Once my uncle thought he lay in a carelessly dug open pit, with a crowd of angry faces framed by straggling locks and three-cornered hats frowning down at him. Again he seemed to be in the interior of a house–an old house, apparently–but the details and inhabitants were constantly changing, and he could never be certain of the faces or the furniture, or even of the room itself, since doors and windows seemed in just as great a state of flux as the more presumably mobile objects. It was queer–damnably queer–and my uncle spoke almost sheepishly, as if half expecting not to be believed, when he declared that of the strange faces many had unmistakably borne the features of the Harris family. And all the while there was a personal sensation of choking, as if some pervasive presence had spread itself through his body and sought to possess itself of his vital processes. I shuddered at the thought of those vital processes, worn as they were by eighty-one years of continuous functioning, in conflict with unknown forces of which the youngest and strongest system might well be afraid; but in another moment reflected that dreams are only dreams, and that these uncomfortable visions could be, at most, no more than my uncle’s reaction to the investigations and expectations which had lately filled our minds to the exclusion of all else.
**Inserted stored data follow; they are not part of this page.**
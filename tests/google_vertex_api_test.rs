//! Mock API tests for the Vertex REST client.
//!
//! These use wiremock to stand in for the Vertex AI surface. Response shapes
//! follow the REST reference for `models.list`, `endpoints.*`, and
//! `endpoints:predict`.

use serde_json::json;
use std::sync::Arc;
use wiremock::matchers::{header, method, path, query_param};
use wiremock::{Mock, MockServer, ResponseTemplate};

use vertex_adapter::{
    Endpoint, GoogleVertexClient, Model, StaticTokenProvider, Table, VertexError, VertexOps,
};

const BASE_PATH: &str = "/v1/projects/p/locations/us-central1";

fn client(server: &MockServer) -> GoogleVertexClient {
    let args = json!({
        "project": "p",
        "location": "us-central1",
        "base_url": format!("{}{}", server.uri(), BASE_PATH),
    });
    GoogleVertexClient::from_args("/keys/sa.json", &args)
        .unwrap()
        .with_token_provider(Arc::new(StaticTokenProvider::new("test-token")))
}

fn sample_model() -> Model {
    Model {
        name: "projects/p/locations/us-central1/models/123".to_string(),
        display_name: "foo".to_string(),
    }
}

#[tokio::test]
async fn model_lookup_filters_by_display_name_and_sends_bearer() {
    let server = MockServer::start().await;
    Mock::given(method("GET"))
        .and(path(format!("{BASE_PATH}/models")))
        .and(query_param("filter", "display_name=\"foo\""))
        .and(header("authorization", "Bearer test-token"))
        .respond_with(ResponseTemplate::new(200).set_body_json(json!({
            "models": [
                { "name": "projects/p/locations/us-central1/models/123", "displayName": "foo" }
            ]
        })))
        .mount(&server)
        .await;

    let model = client(&server)
        .model_by_display_name("foo")
        .await
        .unwrap()
        .expect("model found");
    assert_eq!(model, sample_model());
}

#[tokio::test]
async fn model_lookup_returns_none_on_empty_list() {
    let server = MockServer::start().await;
    Mock::given(method("GET"))
        .and(path(format!("{BASE_PATH}/models")))
        .respond_with(ResponseTemplate::new(200).set_body_json(json!({})))
        .mount(&server)
        .await;

    assert!(client(&server).model_by_display_name("foo").await.unwrap().is_none());
}

#[tokio::test]
async fn endpoint_lookup_requires_exact_display_name_match() {
    let server = MockServer::start().await;
    Mock::given(method("GET"))
        .and(path(format!("{BASE_PATH}/endpoints")))
        .respond_with(ResponseTemplate::new(200).set_body_json(json!({
            "endpoints": [
                { "name": "projects/p/locations/us-central1/endpoints/1", "displayName": "foo_endpoint_old" }
            ]
        })))
        .mount(&server)
        .await;

    let found = client(&server)
        .endpoint_by_display_name("foo_endpoint")
        .await
        .unwrap();
    assert!(found.is_none());
}

#[tokio::test]
async fn deploy_creates_endpoint_then_deploys_model() {
    let server = MockServer::start().await;
    Mock::given(method("POST"))
        .and(path(format!("{BASE_PATH}/endpoints")))
        .respond_with(ResponseTemplate::new(200).set_body_json(json!({
            "name": "op/1",
            "done": true,
            "response": {
                "name": "projects/p/locations/us-central1/endpoints/9",
                "displayName": "foo"
            }
        })))
        .mount(&server)
        .await;
    Mock::given(method("POST"))
        .and(path(format!("{BASE_PATH}/endpoints/9:deployModel")))
        .respond_with(ResponseTemplate::new(200).set_body_json(json!({})))
        .mount(&server)
        .await;

    let endpoint = client(&server).deploy_model(&sample_model()).await.unwrap();
    assert_eq!(endpoint.name, "projects/p/locations/us-central1/endpoints/9");

    let requests = server.received_requests().await.unwrap();
    assert_eq!(requests.len(), 2);
    let deploy_body: serde_json::Value = requests[1].body_json().unwrap();
    assert_eq!(
        deploy_body["deployedModel"]["model"],
        "projects/p/locations/us-central1/models/123"
    );
}

#[tokio::test]
async fn rename_patches_display_name_with_update_mask() {
    let server = MockServer::start().await;
    Mock::given(method("PATCH"))
        .and(path(format!("{BASE_PATH}/endpoints/9")))
        .and(query_param("updateMask", "displayName"))
        .respond_with(ResponseTemplate::new(200).set_body_json(json!({
            "name": "projects/p/locations/us-central1/endpoints/9",
            "displayName": "foo_endpoint"
        })))
        .mount(&server)
        .await;

    let endpoint = Endpoint {
        name: "projects/p/locations/us-central1/endpoints/9".to_string(),
        display_name: "foo".to_string(),
    };
    let renamed = client(&server)
        .rename_endpoint(&endpoint, "foo_endpoint")
        .await
        .unwrap();
    assert_eq!(renamed.display_name, "foo_endpoint");

    let requests = server.received_requests().await.unwrap();
    let body: serde_json::Value = requests[0].body_json().unwrap();
    assert_eq!(body, json!({ "displayName": "foo_endpoint" }));
}

async fn mount_endpoint_lookup(server: &MockServer) {
    Mock::given(method("GET"))
        .and(path(format!("{BASE_PATH}/endpoints")))
        .respond_with(ResponseTemplate::new(200).set_body_json(json!({
            "endpoints": [
                { "name": "projects/p/locations/us-central1/endpoints/9", "displayName": "foo_endpoint" }
            ]
        })))
        .mount(server)
        .await;
}

#[tokio::test]
async fn predict_sends_objects_for_standard_models() {
    let server = MockServer::start().await;
    mount_endpoint_lookup(&server).await;
    Mock::given(method("POST"))
        .and(path(format!("{BASE_PATH}/endpoints/9:predict")))
        .respond_with(ResponseTemplate::new(200).set_body_json(json!({
            "predictions": [ { "value": 1.0 } ]
        })))
        .mount(&server)
        .await;

    let mut rows = Table::new(["a", "b"]);
    rows.push_row(vec![json!(1), json!(2)]).unwrap();
    let results = client(&server)
        .predict("foo_endpoint", &rows, false)
        .await
        .unwrap();
    assert_eq!(results.predictions, vec![json!({ "value": 1.0 })]);

    let requests = server.received_requests().await.unwrap();
    let predict_body: serde_json::Value = requests.last().unwrap().body_json().unwrap();
    assert_eq!(predict_body["instances"], json!([{ "a": 1, "b": 2 }]));
}

#[tokio::test]
async fn predict_sends_value_rows_for_custom_models() {
    let server = MockServer::start().await;
    mount_endpoint_lookup(&server).await;
    Mock::given(method("POST"))
        .and(path(format!("{BASE_PATH}/endpoints/9:predict")))
        .respond_with(ResponseTemplate::new(200).set_body_json(json!({
            "predictions": [0.1, 0.2]
        })))
        .mount(&server)
        .await;

    let mut rows = Table::new(["a", "b"]);
    rows.push_row(vec![json!(1), json!(2)]).unwrap();
    let results = client(&server)
        .predict("foo_endpoint", &rows, true)
        .await
        .unwrap();
    assert_eq!(results.predictions, vec![json!(0.1), json!(0.2)]);

    let requests = server.received_requests().await.unwrap();
    let predict_body: serde_json::Value = requests.last().unwrap().body_json().unwrap();
    assert_eq!(predict_body["instances"], json!([[1, 2]]));
}

#[tokio::test]
async fn predict_fails_when_endpoint_is_missing() {
    let server = MockServer::start().await;
    Mock::given(method("GET"))
        .and(path(format!("{BASE_PATH}/endpoints")))
        .respond_with(ResponseTemplate::new(200).set_body_json(json!({ "endpoints": [] })))
        .mount(&server)
        .await;

    let err = client(&server)
        .predict("foo_endpoint", &Table::new(["a"]), false)
        .await
        .unwrap_err();
    assert!(matches!(err, VertexError::EndpointNotFound(name) if name == "foo_endpoint"));
}

#[tokio::test]
async fn api_errors_carry_status_and_google_message() {
    let server = MockServer::start().await;
    Mock::given(method("GET"))
        .and(path(format!("{BASE_PATH}/models")))
        .respond_with(ResponseTemplate::new(403).set_body_json(json!({
            "error": { "code": 403, "message": "Permission denied", "status": "PERMISSION_DENIED" }
        })))
        .mount(&server)
        .await;

    let err = client(&server)
        .model_by_display_name("foo")
        .await
        .unwrap_err();
    match err {
        VertexError::ApiError { code, message } => {
            assert_eq!(code, 403);
            assert_eq!(message, "Permission denied");
        }
        other => panic!("expected ApiError, got {other:?}"),
    }
}
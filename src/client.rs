//! Cloud client capability surface and its REST implementation.
//!
//! The handler only ever talks to [`VertexOps`], a narrow trait covering the
//! five calls the workflow needs. [`GoogleVertexClient`] implements it over
//! the Vertex AI REST surface; tests substitute their own implementation.

use async_trait::async_trait;
use reqwest::Client as HttpClient;
use serde::{Deserialize, Serialize};
use serde_json::{Value, json};
use std::path::{Path, PathBuf};
use std::sync::Arc;

use crate::auth::{EnvTokenProvider, TokenProvider, vertex_base_url};
use crate::error::VertexError;
use crate::table::Table;

/// A model resource, looked up by display name.
#[derive(Debug, Clone, PartialEq, Serialize, Deserialize)]
#[serde(rename_all = "camelCase")]
pub struct Model {
    /// Full resource name, e.g. `projects/p/locations/l/models/123`.
    pub name: String,
    pub display_name: String,
}

/// An endpoint resource a model is served from.
#[derive(Debug, Clone, PartialEq, Serialize, Deserialize)]
#[serde(rename_all = "camelCase")]
pub struct Endpoint {
    /// Full resource name, e.g. `projects/p/locations/l/endpoints/456`.
    pub name: String,
    pub display_name: String,
}

/// Raw prediction payload returned by an endpoint.
#[derive(Debug, Clone, Default, Serialize, Deserialize)]
pub struct Predictions {
    #[serde(default)]
    pub predictions: Vec<Value>,
}

/// The cloud calls the create/predict workflow consumes.
#[async_trait]
pub trait VertexOps: Send + Sync {
    /// Find a model by display name. Display names are not unique; the first
    /// exact match wins.
    async fn model_by_display_name(&self, display_name: &str)
    -> Result<Option<Model>, VertexError>;

    /// Find an endpoint by display name.
    async fn endpoint_by_display_name(
        &self,
        display_name: &str,
    ) -> Result<Option<Endpoint>, VertexError>;

    /// Deploy a model to a freshly created endpoint. Long-running; blocks
    /// until the cloud side answers.
    async fn deploy_model(&self, model: &Model) -> Result<Endpoint, VertexError>;

    /// Change an endpoint's display name.
    async fn rename_endpoint(
        &self,
        endpoint: &Endpoint,
        display_name: &str,
    ) -> Result<Endpoint, VertexError>;

    /// Run prediction on the endpoint with the given display name.
    async fn predict(
        &self,
        endpoint_name: &str,
        rows: &Table,
        custom_model: bool,
    ) -> Result<Predictions, VertexError>;
}

/// Builds a fresh client per handler call from the credentials path and the
/// opaque args blob.
pub trait VertexClientFactory: Send + Sync {
    fn connect(
        &self,
        service_key_path: &Path,
        vertex_args: &Value,
    ) -> Result<Arc<dyn VertexOps>, VertexError>;
}

/// Factory producing [`GoogleVertexClient`]s.
#[derive(Debug, Clone, Default)]
pub struct GoogleVertexFactory;

impl VertexClientFactory for GoogleVertexFactory {
    fn connect(
        &self,
        service_key_path: &Path,
        vertex_args: &Value,
    ) -> Result<Arc<dyn VertexOps>, VertexError> {
        Ok(Arc::new(GoogleVertexClient::from_args(
            service_key_path,
            vertex_args,
        )?))
    }
}

/// Config for the REST client.
#[derive(Clone)]
pub struct GoogleVertexConfig {
    /// Base URL, typically
    /// `https://{location}-aiplatform.googleapis.com/v1/projects/{p}/locations/{l}`.
    pub base_url: String,
    /// Credentials file the token provider may read.
    pub service_key_path: PathBuf,
    /// Bearer token source injected into every request.
    pub token_provider: Arc<dyn TokenProvider>,
}

impl std::fmt::Debug for GoogleVertexConfig {
    fn fmt(&self, f: &mut std::fmt::Formatter<'_>) -> std::fmt::Result {
        f.debug_struct("GoogleVertexConfig")
            .field("base_url", &self.base_url)
            .field("service_key_path", &self.service_key_path)
            .finish()
    }
}

/// Vertex AI REST client.
#[derive(Debug, Clone)]
pub struct GoogleVertexClient {
    http_client: HttpClient,
    config: GoogleVertexConfig,
}

impl GoogleVertexClient {
    pub fn new(config: GoogleVertexConfig, http_client: HttpClient) -> Self {
        Self {
            http_client,
            config,
        }
    }

    /// Build a client from the credentials path and the args blob. The blob
    /// must carry `project` and `location`; `base_url` overrides the derived
    /// URL (mock servers, private endpoints). Auth defaults to
    /// [`EnvTokenProvider`].
    pub fn from_args(
        service_key_path: impl Into<PathBuf>,
        vertex_args: &Value,
    ) -> Result<Self, VertexError> {
        let base_url = match vertex_args.get("base_url").and_then(Value::as_str) {
            Some(url) => url.trim_end_matches('/').to_string(),
            None => {
                let project = str_field(vertex_args, "project")?;
                let location = str_field(vertex_args, "location")?;
                vertex_base_url(project, location)
            }
        };
        Ok(Self::new(
            GoogleVertexConfig {
                base_url,
                service_key_path: service_key_path.into(),
                token_provider: Arc::new(EnvTokenProvider),
            },
            HttpClient::new(),
        ))
    }

    pub fn with_token_provider(mut self, provider: Arc<dyn TokenProvider>) -> Self {
        self.config.token_provider = provider;
        self
    }

    pub fn config(&self) -> &GoogleVertexConfig {
        &self.config
    }

    async fn send_json(&self, req: reqwest::RequestBuilder) -> Result<Value, VertexError> {
        let token = self.config.token_provider.token().await?;
        let resp = req.bearer_auth(token).send().await?;
        let status = resp.status();
        let text = resp.text().await?;
        if !status.is_success() {
            let message = serde_json::from_str::<Value>(&text)
                .ok()
                .and_then(|v| {
                    v.get("error")?
                        .get("message")?
                        .as_str()
                        .map(str::to_string)
                })
                .unwrap_or(text);
            return Err(VertexError::ApiError {
                code: status.as_u16(),
                message,
            });
        }
        if text.is_empty() {
            return Ok(Value::Null);
        }
        serde_json::from_str(&text).map_err(|e| VertexError::ParseError(e.to_string()))
    }

    async fn get(&self, url: String) -> Result<Value, VertexError> {
        tracing::debug!(target: "vertex_adapter::http", %url, "GET");
        self.send_json(self.http_client.get(&url)).await
    }

    async fn post(&self, url: String, body: &Value) -> Result<Value, VertexError> {
        tracing::debug!(target: "vertex_adapter::http", %url, "POST");
        self.send_json(self.http_client.post(&url).json(body)).await
    }

    async fn patch(&self, url: String, body: &Value) -> Result<Value, VertexError> {
        tracing::debug!(target: "vertex_adapter::http", %url, "PATCH");
        self.send_json(self.http_client.patch(&url).json(body))
            .await
    }
}

fn str_field<'a>(args: &'a Value, key: &str) -> Result<&'a str, VertexError> {
    args.get(key)
        .and_then(Value::as_str)
        .filter(|s| !s.is_empty())
        .ok_or_else(|| {
            VertexError::ConfigurationError(format!(
                "Vertex args must provide a non-empty `{key}`"
            ))
        })
}

/// Trailing id of a full resource name.
fn resource_id(name: &str) -> &str {
    name.rsplit('/').next().unwrap_or(name)
}

fn parse<T: serde::de::DeserializeOwned>(value: Value) -> Result<T, VertexError> {
    serde_json::from_value(value).map_err(|e| VertexError::ParseError(e.to_string()))
}

#[derive(Debug, Default, Deserialize)]
struct ModelList {
    #[serde(default)]
    models: Vec<Model>,
}

#[derive(Debug, Default, Deserialize)]
struct EndpointList {
    #[serde(default)]
    endpoints: Vec<Endpoint>,
}

#[async_trait]
impl VertexOps for GoogleVertexClient {
    async fn model_by_display_name(
        &self,
        display_name: &str,
    ) -> Result<Option<Model>, VertexError> {
        let filter = format!("display_name=\"{display_name}\"");
        let url = format!(
            "{}/models?filter={}",
            self.config.base_url,
            urlencoding::encode(&filter)
        );
        let body = self.get(url).await?;
        if body.is_null() {
            return Ok(None);
        }
        let listed: ModelList = parse(body)?;
        Ok(listed
            .models
            .into_iter()
            .find(|m| m.display_name == display_name))
    }

    async fn endpoint_by_display_name(
        &self,
        display_name: &str,
    ) -> Result<Option<Endpoint>, VertexError> {
        let filter = format!("display_name=\"{display_name}\"");
        let url = format!(
            "{}/endpoints?filter={}",
            self.config.base_url,
            urlencoding::encode(&filter)
        );
        let body = self.get(url).await?;
        if body.is_null() {
            return Ok(None);
        }
        let listed: EndpointList = parse(body)?;
        Ok(listed
            .endpoints
            .into_iter()
            .find(|e| e.display_name == display_name))
    }

    async fn deploy_model(&self, model: &Model) -> Result<Endpoint, VertexError> {
        let body = self
            .post(
                format!("{}/endpoints", self.config.base_url),
                &json!({ "displayName": model.display_name }),
            )
            .await?;
        // Create may answer with the resource directly or wrapped in a done
        // operation's `response` field.
        let resource = body.get("response").cloned().unwrap_or(body);
        let endpoint: Endpoint = parse(resource)?;

        self.post(
            format!(
                "{}/endpoints/{}:deployModel",
                self.config.base_url,
                resource_id(&endpoint.name)
            ),
            &json!({
                "deployedModel": {
                    "model": model.name,
                    "displayName": model.display_name,
                    "automaticResources": { "minReplicaCount": 1, "maxReplicaCount": 1 },
                }
            }),
        )
        .await?;
        Ok(endpoint)
    }

    async fn rename_endpoint(
        &self,
        endpoint: &Endpoint,
        display_name: &str,
    ) -> Result<Endpoint, VertexError> {
        let url = format!(
            "{}/endpoints/{}?updateMask=displayName",
            self.config.base_url,
            resource_id(&endpoint.name)
        );
        let body = self
            .patch(url, &json!({ "displayName": display_name }))
            .await?;
        parse(body)
    }

    async fn predict(
        &self,
        endpoint_name: &str,
        rows: &Table,
        custom_model: bool,
    ) -> Result<Predictions, VertexError> {
        let endpoint = self
            .endpoint_by_display_name(endpoint_name)
            .await?
            .ok_or_else(|| VertexError::EndpointNotFound(endpoint_name.to_string()))?;
        // Custom containers take untyped value rows, AutoML-style models
        // take one object per row.
        let instances = if custom_model {
            rows.to_value_rows()
        } else {
            rows.to_instances()
        };
        let body = self
            .post(
                format!(
                    "{}/endpoints/{}:predict",
                    self.config.base_url,
                    resource_id(&endpoint.name)
                ),
                &json!({ "instances": instances }),
            )
            .await?;
        parse(body)
    }
}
Conversation, also, soon tended to dispel my sense of strangeness; and in time I yielded to my yawns and took my turn at slumber. My uncle seemed now very wakeful, and welcomed his period of watching even though the nightmare had aroused him far ahead of his allotted two hours. Sleep seized me quickly, and I was at once haunted with dreams of the most disturbing kind. I felt, in my visions, a cosmic and abysmal loneness; with hostility surging from all sides upon some prison where I lay confined. I seemed bound and gagged, and taunted by the echoing yells of distant multitudes who thirsted for my blood. My uncle’s face came to me with less pleasant associations than in waking hours, and I recall many futile struggles and attempts to scream. It was not a pleasant sleep, and for a second I was not sorry for the echoing shriek which clove through the barriers of dream and flung me to a sharp and startled awakeness in which every actual object before my eyes stood out with more than natural clearness and reality.